Despite a high sucrose accumulation in its taproot vacuoles, sugar beet (Beta vulgaris subsp. vulgaris) is sensitive to freezing. Earlier, a taproot-specific accumulation of raffinose was shown to have beneficial effects on the freezing tolerance of the plant. However, synthesis of raffinose and other oligosaccharides of the raffinose family depends on the availability of myo-inositol. Since inositol and inositol-metabolising enzymes reside in different organelles, functional inositol metabolism and raffinose synthesis depend on inositol transporters. We identified five homologues of putative inositol transporters in the sugar beet genome, two of which, BvINT1;1 and BvINT1;2, are localised at the tonoplast. Among these, only the transcript of BvINT1;1 is highly upregulated in sugar beet taproots under cold. BvINT1;1 exhibits a high transport specificity for inositol and sugar beet mutants lacking functional BvINT1;1 contain increased inositol levels, likely accumulating in the vacuole, and decreased raffinose contents under cold treatment.
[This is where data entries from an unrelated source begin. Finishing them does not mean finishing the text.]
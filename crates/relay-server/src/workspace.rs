use crate::tracker::Tracker;
use relay_core::io::ensure_dir;
use relay_core::webhook::Subject;
use relay_core::workspace::{self, Workspace};
use std::path::PathBuf;
use std::sync::Arc;

/// Maps a session's subject to the directory its run executes in.
#[derive(Clone)]
pub struct RepoResolver {
    tracker: Arc<dyn Tracker>,
    repos_dir: PathBuf,
}

impl RepoResolver {
    pub fn new(tracker: Arc<dyn Tracker>, repos_dir: PathBuf) -> Self {
        Self { tracker, repos_dir }
    }

    pub fn default_workspace(&self) -> Workspace {
        self.ensure_repos_dir();
        Workspace::at(&self.repos_dir)
    }

    /// Never fails: lookup errors fall back to the repositories directory.
    /// The repositories directory exists once this returns, unless creating
    /// it failed (logged).
    pub async fn resolve(&self, subject: &Subject) -> Workspace {
        let Subject::Issue { id, .. } = subject else {
            return self.default_workspace();
        };
        match self.tracker.issue_repository_urls(id).await {
            Ok(urls) => {
                self.ensure_repos_dir();
                workspace::select(&self.repos_dir, &urls)
            }
            Err(e) => {
                tracing::warn!(issue_id = %id, error = %e, "repository lookup failed; using repos dir");
                self.default_workspace()
            }
        }
    }

    /// Runs start inside this directory, so it must exist even on a fresh
    /// install.
    fn ensure_repos_dir(&self) {
        if let Err(e) = ensure_dir(&self.repos_dir) {
            tracing::error!(dir = %self.repos_dir.display(), error = %e, "cannot create repos dir");
        }
    }
}

#[cfg(test)]
mod tests {
    use super::*;
    use crate::tracker::{CommentTarget, TrackerError};
    use async_trait::async_trait;
    use relay_core::activity::ActivityContent;
    use tempfile::TempDir;

    struct Links(Result<Vec<String>, &'static str>);

    #[async_trait]
    impl Tracker for Links {
        async fn create_activity(
            &self,
            _session_id: &str,
            _content: &ActivityContent,
            _ephemeral: bool,
        ) -> Result<(), TrackerError> {
            Ok(())
        }

        async fn create_comment(&self, _target: &CommentTarget, _body: &str) -> Result<(), TrackerError> {
            Ok(())
        }

        async fn issue_repository_urls(&self, _issue_id: &str) -> Result<Vec<String>, TrackerError> {
            self.0.clone().map_err(TrackerError::Rejected)
        }
    }

    fn issue() -> Subject {
        Subject::Issue {
            id: "issue-1".into(),
            identifier: None,
            title: "t".into(),
            description: None,
            url: None,
            team_key: None,
        }
    }

    #[tokio::test]
    async fn fresh_install_creates_repos_dir() {
        let dir = TempDir::new().unwrap();
        let repos = dir.path().join("state/repos");
        let resolver = RepoResolver::new(
            Arc::new(Links(Ok(vec!["https://github.com/orchard9/relay".into()]))),
            repos.clone(),
        );

        let ws = resolver.resolve(&issue()).await;
        assert_eq!(ws.dir, repos);
        assert!(repos.is_dir());
        assert!(ws.clone_instructions.is_some());
    }

    #[tokio::test]
    async fn lookup_failure_still_creates_repos_dir() {
        let dir = TempDir::new().unwrap();
        let repos = dir.path().join("repos");
        let resolver = RepoResolver::new(Arc::new(Links(Err("down"))), repos.clone());

        let ws = resolver.resolve(&issue()).await;
        assert_eq!(ws, Workspace::at(&repos));
        assert!(repos.is_dir());
    }

    #[test]
    fn default_workspace_creates_repos_dir() {
        let dir = TempDir::new().unwrap();
        let repos = dir.path().join("repos");
        let resolver = RepoResolver::new(Arc::new(Links(Ok(Vec::new()))), repos.clone());
        assert_eq!(resolver.default_workspace().dir, repos);
        assert!(repos.is_dir());
    }
}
Due to the quenching capacity of raffinose for Reactive Oxygen Species (ROS), which accumulate under cold stress, bvint1;1 sugar beet plants show increased expression of both, ROS marker genes and detoxifying enzymes. Based on these findings, we conclude that the vacuolar inositol transporter BvINT1;1 is contributing to ROS-homoeostasis in the cold metabolism of sugar beet.
Keywords: cold stress; inositol; raffinose family oligosaccharides (RFO); reactive oxygen species (ROS); sugar beet; transport protein; vacuole.
© 2025 The Author(s). Plant, Cell & Environment published by John Wiley & Sons Ltd.